Tuesday’s article in the Los Angeles Times about the city’s SurveyLA program, which is looking for “hidden gems” of architecture around L.A. in need of preservation, resonated with me after seeing L.A. artist Steve Roden give a talk at last week’s Postopolis series, sponsored by the Storefront for Art and Architecture and For Your Art.
Roden, whose work is in LACMA’s collection—you might have noticed his name in the list of AHAN acquisitions in yesterday’s post—spoke at first about his paintings, sculptures, and sound works, but midway through he took a left turn and gave a slideshow of rare photographs he’d just acquired which detailed the strange architecture of Wallace Neff. (A more thorough rundown of his talk can be found at City of Sound.)

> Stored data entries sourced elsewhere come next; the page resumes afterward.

use std::collections::{HashMap, VecDeque};
use std::sync::{Arc, Mutex, MutexGuard, PoisonError};
use std::time::{SystemTime, UNIX_EPOCH};

use bytes::Bytes;
use thiserror::Error;
use tokio::sync::futures::Notified;
use tokio::sync::Notify;
use tracing::debug;

use crate::glob;

pub mod geo;
mod list;
mod sorted_set;
mod stream;

pub use sorted_set::SortedSet;
pub use stream::{IdSpec, Stream, StreamEntry, StreamId};

/// Only database 0 is served; the index is kept for the snapshot format.
pub const DB_INDEX: u8 = 0;

#[derive(Debug, Clone, PartialEq)]
pub enum Value {
    String(Bytes),
    List(VecDeque<Bytes>),
    SortedSet(SortedSet),
    Stream(Stream),
}

#[derive(Debug, Clone, Copy, PartialEq, Eq)]
pub enum TypeTag {
    None,
    String,
    List,
    SortedSet,
    Stream,
}

#[derive(Debug, Clone, PartialEq)]
pub struct Entry {
    pub value: Value,
    /// Absolute expiry, milliseconds since the Unix epoch.
    pub expires_at: Option<u64>,
}

#[derive(Debug, Clone, PartialEq, Eq, Error)]
pub enum StoreError {
    #[error("WRONGTYPE Operation against a key holding the wrong kind of value")]
    WrongType,

    #[error("ERR value is not an integer or out of range")]
    NotInteger,

    #[error("ERR increment or decrement would overflow")]
    Overflow,

    #[error("ERR The ID specified in XADD must be greater than 0-0")]
    StreamIdZero,

    #[error("ERR The ID specified in XADD is equal or smaller than the target stream top item")]
    StreamIdTooSmall,

    #[error("ERR Invalid stream ID specified as stream command argument")]
    InvalidStreamId,
}

/// How SET treats the key's existing expiry.
#[derive(Debug, Clone, Copy, PartialEq, Eq)]
pub enum Expiry {
    Clear,
    Keep,
    At(u64),
}

#[derive(Debug, Clone, Copy, PartialEq, Eq)]
pub enum SetCondition {
    IfAbsent,
    IfPresent,
}

#[derive(Debug, Clone, PartialEq)]
pub struct SetOutcome {
    pub applied: bool,
    /// Previous string value, when the caller asked for it.
    pub previous: Option<Bytes>,
}

/// Handle to the keyspace. Cloning shares the same underlying state.
///
/// All operations are synchronous and never hold the lock across an await.
/// Expired keys are removed lazily, when an operation touches them.
#[derive(Debug, Clone)]
pub struct Db {
    shared: Arc<Shared>,
}

#[derive(Debug)]
struct Shared {
    state: Mutex<State>,
    /// Signalled after every write so blocked readers can re-check.
    changed: Notify,
}

#[derive(Debug, Default)]
pub(crate) struct State {
    entries: HashMap<String, Entry>,
}

pub fn now_millis() -> u64 {
    SystemTime::now()
        .duration_since(UNIX_EPOCH)
        .map(|elapsed| elapsed.as_millis() as u64)
        .unwrap_or(0)
}

impl Value {
    pub fn type_tag(&self) -> TypeTag {
        match self {
            Value::String(_) => TypeTag::String,
            Value::List(_) => TypeTag::List,
            Value::SortedSet(_) => TypeTag::SortedSet,
            Value::Stream(_) => TypeTag::Stream,
        }
    }
}

impl TypeTag {
    pub fn as_str(&self) -> &'static str {
        match self {
            TypeTag::None => "none",
            TypeTag::String => "string",
            TypeTag::List => "list",
            TypeTag::SortedSet => "zset",
            TypeTag::Stream => "stream",
        }
    }
}

impl Entry {
    pub fn new(value: Value, expires_at: Option<u64>) -> Entry {
        Entry { value, expires_at }
    }

    pub fn is_expired(&self, now: u64) -> bool {
        matches!(self.expires_at, Some(at) if now > at)
    }
}

impl State {
    /// Looks up a key, evicting it first if its expiry has passed.
    pub(crate) fn live(&mut self, key: &str, now: u64) -> Option<&mut Entry> {
        if self.entries.get(key).is_some_and(|entry| entry.is_expired(now)) {
            debug!(key, "evicting expired key");
            self.entries.remove(key);
            return None;
        }

        self.entries.get_mut(key)
    }

    pub(crate) fn insert(&mut self, key: String, entry: Entry) {
        self.entries.insert(key, entry);
    }

    pub(crate) fn remove(&mut self, key: &str) -> Option<Entry> {
        self.entries.remove(key)
    }
}

impl Db {
    pub fn new() -> Db {
        Db {
            shared: Arc::new(Shared {
                state: Mutex::new(State::default()),
                changed: Notify::new(),
            }),
        }
    }

    pub fn get(&self, key: &str) -> Option<Value> {
        self.get_entry(key).map(|entry| entry.value)
    }

    pub fn get_entry(&self, key: &str) -> Option<Entry> {
        self.state().live(key, now_millis()).cloned()
    }

    pub fn set(&self, key: impl Into<String>, value: Value, expires_at: Option<u64>) {
        self.write(|state| state.insert(key.into(), Entry::new(value, expires_at)));
    }

    pub fn delete(&self, key: &str) -> bool {
        self.write(|state| state.remove(key).is_some())
    }

    /// Keys matching the glob `pattern`, sorted. Expired keys are evicted on
    /// the way.
    pub fn keys(&self, pattern: &str) -> Vec<String> {
        let now = now_millis();
        let mut state = self.state();

        state.entries.retain(|_, entry| !entry.is_expired(now));

        let mut keys: Vec<String> = state
            .entries
            .keys()
            .filter(|key| glob::matches(pattern.as_bytes(), key.as_bytes()))
            .cloned()
            .collect();
        keys.sort();
        keys
    }

    pub fn type_of(&self, key: &str) -> TypeTag {
        self.state()
            .live(key, now_millis())
            .map_or(TypeTag::None, |entry| entry.value.type_tag())
    }

    pub fn len(&self) -> usize {
        self.state().entries.len()
    }

    pub fn is_empty(&self) -> bool {
        self.len() == 0
    }

    /// SET with its conditional and expiry options.
    pub fn set_string(
        &self,
        key: &str,
        value: Bytes,
        expiry: Expiry,
        condition: Option<SetCondition>,
        want_previous: bool,
    ) -> Result<SetOutcome, StoreError> {
        self.write(|state| {
            let existing = state.live(key, now_millis());

            let previous = match (&existing, want_previous) {
                (Some(Entry { value: Value::String(old), .. }), true) => Some(old.clone()),
                (Some(_), true) => return Err(StoreError::WrongType),
                _ => None,
            };

            let allowed = match condition {
                None => true,
                Some(SetCondition::IfAbsent) => existing.is_none(),
                Some(SetCondition::IfPresent) => existing.is_some(),
            };
            if !allowed {
                return Ok(SetOutcome { applied: false, previous });
            }

            let expires_at = match expiry {
                Expiry::Clear => None,
                Expiry::At(at) => Some(at),
                Expiry::Keep => existing.and_then(|entry| entry.expires_at),
            };

            state.insert(key.to_string(), Entry::new(Value::String(value), expires_at));

            Ok(SetOutcome { applied: true, previous })
        })
    }

    /// Adds one to the integer stored at `key`, starting from zero. The key's
    /// expiry is preserved.
    pub fn incr(&self, key: &str) -> Result<i64, StoreError> {
        self.write(|state| match state.live(key, now_millis()) {
            None => {
                state.insert(key.to_string(), Entry::new(Value::String(Bytes::from("1")), None));
                Ok(1)
            }
            Some(entry) => {
                let current = match &entry.value {
                    Value::String(bytes) => std::str::from_utf8(bytes)
                        .ok()
                        .and_then(|text| text.parse::<i64>().ok())
                        .ok_or(StoreError::NotInteger)?,
                    _ => return Err(StoreError::WrongType),
                };

                let next = current.checked_add(1).ok_or(StoreError::Overflow)?;
                entry.value = Value::String(Bytes::from(next.to_string()));

                Ok(next)
            }
        })
    }

    /// Live entries, sorted by key.
    pub fn entries(&self) -> Vec<(String, Entry)> {
        let now = now_millis();
        let state = self.state();

        let mut entries: Vec<(String, Entry)> = state
            .entries
            .iter()
            .filter(|(_, entry)| !entry.is_expired(now))
            .map(|(key, entry)| (key.clone(), entry.clone()))
            .collect();
        entries.sort_by(|a, b| a.0.cmp(&b.0));
        entries
    }

    /// Replaces the whole keyspace in one step.
    pub fn replace_all(&self, entries: impl IntoIterator<Item = (String, Entry)>) {
        let entries: HashMap<String, Entry> = entries.into_iter().collect();

        self.write(|state| state.entries = entries);
    }

    /// Future resolving at the next write. Create (and enable) it before
    /// checking state so no write slips between the check and the wait.
    pub fn changed(&self) -> Notified<'_> {
        self.shared.changed.notified()
    }

    /// Runs a mutation under the lock and wakes blocked readers afterwards.
    pub(crate) fn write<R>(&self, f: impl FnOnce(&mut State) -> R) -> R {
        let result = {
            let mut state = self.state();
            f(&mut state)
        };

        self.shared.changed.notify_waiters();

        result
    }

    /// Like `write`, but only wakes blocked readers when `f` reports that it
    /// changed something. A failed pop must not wake the popper itself.
    pub(crate) fn write_if<R>(&self, f: impl FnOnce(&mut State) -> (R, bool)) -> R {
        let (result, changed) = {
            let mut state = self.state();
            f(&mut state)
        };

        if changed {
            self.shared.changed.notify_waiters();
        }

        result
    }

    pub(crate) fn state(&self) -> MutexGuard<'_, State> {
        self.shared.state.lock().unwrap_or_else(PoisonError::into_inner)
    }
}

impl Default for Db {
    fn default() -> Self {
        Db::new()
    }
}

/// Resolves an inclusive `start..=stop` range with negative indexes counting
/// from the end. `None` when the range selects nothing.
pub(crate) fn normalize_range(start: i64, stop: i64, len: usize) -> Option<(usize, usize)> {
    let len = len as i64;
    let start = if start < 0 { (len + start).max(0) } else { start };
    let stop = if stop < 0 { len + stop } else { stop.min(len - 1) };

    if len == 0 || start > stop || start >= len {
        return None;
    }

    Some((start as usize, stop as usize))
}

“Strange architecture of Wallace Neff” may seem an outlandish thing to say; he’s best known for the Spanish-style homes he built in the 1920s and ’30s around Los Angeles for stars like Mary Pickford and Douglas Fairbanks Jr. But Roden, whose work often engages directly with architecture, has spent the last ten years researching the period of Neff’s career in which the architect became obsessed with what he called airform architecture—domed structures created by inflating a massive balloon, then covering it in a concrete shell. The result is more tactile than, say, Buckminster Fuller’s geodesic domes (designed about a decade later); Roden describes their look and feel “as if someone hand-made a ceramic bowl, then flipped it over.”
As Roden noted in his talk, this period in Neff’s career is often looked at as blemish, a brief foray off the rails. The recent Neff monograph gives only a cursory nod to these works. But the truth is that Neff regarded his airforms as his most important work. Commissioned by the War Department in the 1940s, Neff built these structures in Virginia, Arizona, and California—as well as in South America, India, and Africa. Of the airforms built in California, only one still stands, in Pasadena. (It might not surprise you to know that Roden lives in it.)

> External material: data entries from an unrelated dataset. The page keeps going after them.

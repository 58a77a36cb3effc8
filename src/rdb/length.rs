//! Length prefixes. The top two bits of the first byte select the form:
//!
//! * `00` - 6-bit length in the same byte
//! * `01` - 14-bit big-endian length across two bytes
//! * `10` - `0x80` then a 32-bit, or `0x81` then a 64-bit, big-endian length
//! * `11` - special encoding; `C0`/`C1`/`C2` are 8/16/32-bit little-endian
//!   integers standing in for a string

use bytes::{BufMut, BytesMut};

use super::Reader;

/// What a length prefix announced.
#[derive(Debug, Clone, Copy, PartialEq, Eq)]
pub enum Encoded {
    Length(u64),
    Integer(i64),
}

pub fn put_length(dst: &mut BytesMut, len: u64) {
    if len < 1 << 6 {
        dst.put_u8(len as u8);
    } else if len < 1 << 14 {
        dst.put_u16(0x4000 | len as u16);
    } else if len <= u32::MAX as u64 {
        dst.put_u8(0x80);
        dst.put_u32(len as u32);
    } else {
        dst.put_u8(0x81);
        dst.put_u64(len);
    }
}

/// Writes a length-prefixed string, using the integer form when `value` is
/// the canonical text of a 32-bit integer.
pub fn put_string(dst: &mut BytesMut, value: &[u8]) {
    match as_integer(value) {
        Some(n) if i8::try_from(n).is_ok() => {
            dst.put_u8(0xC0);
            dst.put_i8(n as i8);
        }
        Some(n) if i16::try_from(n).is_ok() => {
            dst.put_u8(0xC1);
            dst.put_i16_le(n as i16);
        }
        Some(n) if i32::try_from(n).is_ok() => {
            dst.put_u8(0xC2);
            dst.put_i32_le(n as i32);
        }
        _ => {
            put_length(dst, value.len() as u64);
            dst.put_slice(value);
        }
    }
}

fn as_integer(value: &[u8]) -> Option<i64> {
    if value.is_empty() || value.len() > 11 {
        return None;
    }

    let n: i64 = std::str::from_utf8(value).ok()?.parse().ok()?;

    // "007" or "+1" parse fine but would not survive the round trip.
    (n.to_string().as_bytes() == value).then_some(n)
}

pub fn read(src: &mut Reader<'_>) -> Result<Encoded, String> {
    let first = src.u8()?;

    match first >> 6 {
        0b00 => Ok(Encoded::Length((first & 0x3F) as u64)),
        0b01 => {
            let second = src.u8()?;
            Ok(Encoded::Length((((first & 0x3F) as u64) << 8) | second as u64))
        }
        _ if first == 0x80 => Ok(Encoded::Length(src.u32_be()? as u64)),
        _ if first == 0x81 => Ok(Encoded::Length(src.u64_be()?)),
        0b11 => match first & 0x3F {
            0 => Ok(Encoded::Integer(src.u8()? as i8 as i64)),
            1 => Ok(Encoded::Integer(i16::from_le_bytes(src.array()?) as i64)),
            2 => Ok(Encoded::Integer(i32::from_le_bytes(src.array()?) as i64)),
            3 => Err("compressed strings are not supported".into()),
            other => Err(format!("unknown special encoding {other}")),
        },
        _ => Err(format!("invalid length prefix 0x{first:02x}")),
    }
}

/// Reads a plain length; the integer forms are rejected.
pub fn read_length(src: &mut Reader<'_>) -> Result<u64, String> {
    match read(src)? {
        Encoded::Length(len) => Ok(len),
        Encoded::Integer(_) => Err("expected a length, found an integer encoding".into()),
    }
}

pub fn read_string(src: &mut Reader<'_>) -> Result<Vec<u8>, String> {
    match read(src)? {
        Encoded::Length(len) => {
            let len = usize::try_from(len).map_err(|_| format!("string length {len} too large"))?;
            Ok(src.take(len)?.to_vec())
        }
        Encoded::Integer(n) => Ok(n.to_string().into_bytes()),
    }
}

The photographs Roden unearthed—detailed by the artist in a recent post at his site (including some hilarious back story relayed in the comments section)—include photos of construction crews inflating the balloons and building the houses and “testing” the structures’ durability by smashing mallets against the wall. Roden has only posted a few of the photos so far, but promises to share some more in the future.

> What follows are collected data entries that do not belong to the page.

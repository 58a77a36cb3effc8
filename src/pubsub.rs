//! Channel and pattern subscriptions.
//!
//! Each subscribed connection owns the receiving half of an unbounded channel;
//! PUBLISH pushes ready-made message frames into every matching sender.

use std::collections::HashMap;
use std::sync::atomic::{AtomicU64, Ordering};
use std::sync::{Arc, Mutex, MutexGuard, PoisonError};

use bytes::Bytes;
use tokio::sync::mpsc::UnboundedSender;
use tracing::debug;

use crate::frame::Frame;
use crate::glob;

pub type MessageSender = UnboundedSender<Frame>;

#[derive(Debug, Clone, Default)]
pub struct PubSub {
    shared: Arc<Shared>,
}

#[derive(Debug, Default)]
struct Shared {
    registry: Mutex<Registry>,
    next_id: AtomicU64,
}

#[derive(Debug, Default)]
struct Registry {
    channels: HashMap<Bytes, HashMap<u64, MessageSender>>,
    patterns: HashMap<Bytes, HashMap<u64, MessageSender>>,
}

impl PubSub {
    pub fn new() -> PubSub {
        PubSub::default()
    }

    /// Identity for a new subscriber connection.
    pub fn next_id(&self) -> u64 {
        self.shared.next_id.fetch_add(1, Ordering::Relaxed)
    }

    pub fn subscribe(&self, id: u64, channel: Bytes, tx: MessageSender) {
        self.registry().channels.entry(channel).or_default().insert(id, tx);
    }

    pub fn unsubscribe(&self, id: u64, channel: &Bytes) {
        remove(&mut self.registry().channels, id, channel);
    }

    pub fn psubscribe(&self, id: u64, pattern: Bytes, tx: MessageSender) {
        self.registry().patterns.entry(pattern).or_default().insert(id, tx);
    }

    pub fn punsubscribe(&self, id: u64, pattern: &Bytes) {
        remove(&mut self.registry().patterns, id, pattern);
    }

    /// Delivers `message` to every subscriber of `channel` and of every
    /// matching pattern. Returns the number of deliveries. Subscribers whose
    /// connection has gone away are dropped.
    pub fn publish(&self, channel: &Bytes, message: &Bytes) -> usize {
        let mut registry = self.registry();
        let mut delivered = 0;

        if let Some(subscribers) = registry.channels.get_mut(channel) {
            let frame = Frame::command([Bytes::from_static(b"message"), channel.clone(), message.clone()]);
            delivered += deliver(subscribers, &frame);
        }

        for (pattern, subscribers) in registry.patterns.iter_mut() {
            if glob::matches(pattern, channel) {
                let frame = Frame::command([
                    Bytes::from_static(b"pmessage"),
                    pattern.clone(),
                    channel.clone(),
                    message.clone(),
                ]);
                delivered += deliver(subscribers, &frame);
            }
        }

        registry.channels.retain(|_, subscribers| !subscribers.is_empty());
        registry.patterns.retain(|_, subscribers| !subscribers.is_empty());

        debug!(channel = ?channel, delivered, "published");

        delivered
    }

    fn registry(&self) -> MutexGuard<'_, Registry> {
        self.shared.registry.lock().unwrap_or_else(PoisonError::into_inner)
    }
}

fn deliver(subscribers: &mut HashMap<u64, MessageSender>, frame: &Frame) -> usize {
    subscribers.retain(|_, tx| tx.send(frame.clone()).is_ok());
    subscribers.len()
}

fn remove(table: &mut HashMap<Bytes, HashMap<u64, MessageSender>>, id: u64, name: &Bytes) {
    if let Some(subscribers) = table.get_mut(name) {
        subscribers.remove(&id);
        if subscribers.is_empty() {
            table.remove(name);
        }
    }
}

Neff’s career is very interesting. But it is noteworthy that the final home Neff designed, which was built in 1968, was of the Spanish-Colonial revival style. Huffington Post recently featured an article about it on its home page. The home is at 2050 Mandeville Canyon Road, Brentwood (But good luck finding it with that address, as the home is pretty well hidden in a ravine on a hillside (which is quite unusual for a Neff home.) To track down the article Google that address and Huffington post, or google “casa de Fuerte Bellas Mujeres”.
The home has sort of been under the radar, as it was NOT commissioned by a movie star and is in a very private setting. I think it deserves some study by architectural scholars and Neff aficionados.